L'un des défis auxquels se trouve confrontée une pianiste face à cette œuvre majeure de Chopin est le choix de l'instrument. Un Steinway, un Hoffmann, un Kawai ou un vieux Erard ? Quel piano est capable de rivaliser avec Chopin ? La pianiste belge Marie François apporte une réponse.
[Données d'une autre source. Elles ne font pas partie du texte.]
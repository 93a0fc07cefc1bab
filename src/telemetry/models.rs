//! Per-tick snapshot records handed to the UI layer
//!
//! Plain data, rebuilt every sampling pass. Unknown readings are carried as
//! zero or an empty string; the accompanying `SourceTag` says where a value
//! came from (`SourceTag::None` when it is unknown).

use serde::Serialize;

use super::inventory::MediaKind;
use super::resolver::SourceTag;

#[derive(Debug, Clone, Default, Serialize)]
pub struct CpuInfo {
    pub name: String,
    pub usage: f64,
    pub per_core_usage: Vec<f64>,
    pub temperature_c: f64,
    pub clock_ghz: f64,
    pub power_watts: f64,
    pub voltage_volts: f64,
    pub physical_cores: usize,
    pub logical_processors: usize,
    pub cores_and_threads: String,
    pub usage_source: SourceTag,
    pub temperature_source: SourceTag,
    pub power_source: SourceTag,
    pub voltage_source: SourceTag,
    pub clock_source: SourceTag,
    pub cores_source: SourceTag,
}

#[derive(Debug, Clone, Default, Serialize)]
pub struct RamInfo {
    pub used_gb: f64,
    pub total_gb: f64,
    pub available_gb: f64,
    pub usage: f64,
    pub committed_gb: f64,
    pub cached_gb: f64,
    pub paged_pool_gb: f64,
    pub non_paged_pool_gb: f64,
    pub type_and_speed: String,
    pub module_configuration: String,
    pub form_factor: String,
    pub slots: String,
    pub overclock_profile: String,
    pub brand: String,
    pub part_number: String,
    pub source: SourceTag,
}

#[derive(Debug, Clone, Default, Serialize)]
pub struct GpuInfo {
    pub name: String,
    /// Stable key shared with per-process engine counters.
    pub adapter_key: String,
    pub usage: f64,
    pub temperature_c: f64,
    pub memory_used_gb: f64,
    pub memory_total_gb: f64,
    pub memory_display: String,
    pub driver_version: String,
    pub driver_date: String,
    pub is_emulated: bool,
}

impl GpuInfo {
    /// Zero-valued padding entry for UI testing without hardware.
    pub fn emulated(index: usize) -> Self {
        Self {
            name: format!("Emulated GPU {}", index),
            adapter_key: format!("emulated_{}", index),
            memory_display: "0.0 GB / 0.0 GB".to_string(),
            driver_version: "emulated".to_string(),
            is_emulated: true,
            ..Default::default()
        }
    }
}

#[derive(Debug, Clone, Default, Serialize)]
pub struct StorageInfo {
    pub name: String,
    pub mount_point: String,
    pub device: String,
    pub file_system: String,
    pub total_gb: f64,
    pub free_gb: f64,
    pub used_percent: f64,
    pub activity_percent: f64,
    pub media_kind: MediaKind,
    pub is_system: bool,
    pub is_emulated: bool,
}

impl StorageInfo {
    pub fn emulated(index: usize) -> Self {
        Self {
            name: format!("Emulated {}", index),
            mount_point: format!("/emulated/{}", index),
            is_emulated: true,
            ..Default::default()
        }
    }
}

#[derive(Debug, Clone, Copy, PartialEq, Eq, Default, Serialize)]
pub enum ConnectionKind {
    Ethernet,
    WiFi,
    #[default]
    Unknown,
}

impl std::fmt::Display for ConnectionKind {
    fn fmt(&self, f: &mut std::fmt::Formatter<'_>) -> std::fmt::Result {
        match self {
            Self::Ethernet => write!(f, "Ethernet"),
            Self::WiFi => write!(f, "Wi-Fi"),
            Self::Unknown => write!(f, "Network"),
        }
    }
}

/// A process ranked by network activity.
#[derive(Debug, Clone, Default, Serialize)]
pub struct NetworkProcessInfo {
    pub pid: u32,
    pub name: String,
    /// Bits per second when accounted, otherwise an activity proxy.
    pub upload_bps: f64,
    pub download_bps: f64,
    pub connections: usize,
}

#[derive(Debug, Clone, Default, Serialize)]
pub struct NetworkInfo {
    pub interface: String,
    pub kind: ConnectionKind,
    pub ipv4: String,
    pub connected: bool,
    pub upload_bps: f64,
    pub download_bps: f64,
    pub upload_display: String,
    pub download_display: String,
    /// Mbps, oldest first.
    pub upload_history: Vec<f64>,
    pub download_history: Vec<f64>,
    pub top_processes: Vec<NetworkProcessInfo>,
    pub source: SourceTag,
}

impl NetworkInfo {
    pub fn status(&self) -> &'static str {
        if self.connected {
            "Connected"
        } else {
            "Disconnected"
        }
    }
}

#[derive(Debug, Clone, Default, PartialEq, Serialize)]
pub struct DiskProcessInfo {
    pub pid: u32,
    pub name: String,
    pub read_bytes_per_sec: f64,
    pub write_bytes_per_sec: f64,
    pub source: SourceTag,
}

impl DiskProcessInfo {
    pub fn total_bytes_per_sec(&self) -> f64 {
        self.read_bytes_per_sec + self.write_bytes_per_sec
    }
}

/// Everything one sampling pass produced.
#[derive(Debug, Clone, Default, Serialize)]
pub struct SystemSnapshot {
    pub cpu: CpuInfo,
    pub ram: RamInfo,
    pub gpus: Vec<GpuInfo>,
    pub storage: Vec<StorageInfo>,
    pub network: NetworkInfo,
    pub top_disk_process: Option<DiskProcessInfo>,
}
Chopin (1810-1849) a travaillé à ses 21 Nocturnes dès l'adolescence jusqu'à trois ans avant sa mort, et durant cette période, le piano a connu une évolution technique spectaculaire. L'étendue s'est élargie jusqu'à sept octaves, le feutre a remplacé le cuir des marteaux, deux pédales ont été ajoutées et il est devenu possible de rejouer rapidement les mêmes notes. Autant de progrès que Chopin s'est empressé d'intégrer dans ses compositions. Et chaque facteur de pianos a ses préférences pour un style de composition particulier. C'est pourquoi de nombreux pianistes de ces Nocturnes ont résolu leur dilemme en optant pour un Pleyel ou un Erard (français) du milieu du XIXe siècle.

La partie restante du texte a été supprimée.